> [ASSIGNED TASK]: For the entries that follow, state how many lines include the word "framebuffer", giving the number and nothing else.

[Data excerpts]
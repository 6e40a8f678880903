use crate::*;

/// Reference decoder, doing exactly what the firmware does: it owns a single
/// framebuffer and patches it in place, reading the packed arrays through
/// random access only.
#[derive(Clone, Debug)]
pub struct Decoder<'a> {
    anim: &'a Animation,
    frame: Vec<u8>,
    current: usize,
}

impl<'a> Decoder<'a> {
    pub fn new(anim: &'a Animation) -> Self {
        Self {
            anim,
            frame: anim.base().bytes().to_vec(),
            current: 0,
        }
    }

    /// Number of the frame currently held in the framebuffer.
    pub fn current(&self) -> usize {
        self.current
    }

    pub fn frame(&self) -> &[u8] {
        &self.frame
    }

    /// Applies transition `n`, i.e. the changes turning frame `n` into frame
    /// `n + 1` (or into frame 0 for the last transition).
    pub fn apply(&mut self, n: usize) -> Result<()> {
        let frame_count = self.anim.frame_count();

        if n >= frame_count {
            return Err(Error::FrameOutOfRange {
                frame: n,
                frame_count,
            });
        }

        let ranges = self.anim.ranges();
        let start = ranges.at(n) as usize;
        let end = ranges.at(n + 1) as usize;

        if start != end {
            let values = self.anim.values();
            let indices = self.anim.indices();

            for i in start..end {
                self.frame[indices.at(i + 1) as usize] = values[i];
            }
        }

        self.current = (n + 1) % frame_count;

        Ok(())
    }

    /// Moves to the next frame, wrapping around after the last one.
    pub fn advance(&mut self) -> Result<&[u8]> {
        self.apply(self.current)?;

        Ok(&self.frame)
    }

    /// Rebuilds frame `k` from the base frame.
    pub fn seek(&mut self, k: usize) -> Result<&[u8]> {
        let frame_count = self.anim.frame_count();

        if k >= frame_count {
            return Err(Error::FrameOutOfRange {
                frame: k,
                frame_count,
            });
        }

        self.frame.copy_from_slice(self.anim.base().bytes());
        self.current = 0;

        for n in 0..k {
            self.apply(n)?;
        }

        Ok(&self.frame)
    }
}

> [TASK RESPONSE]: 2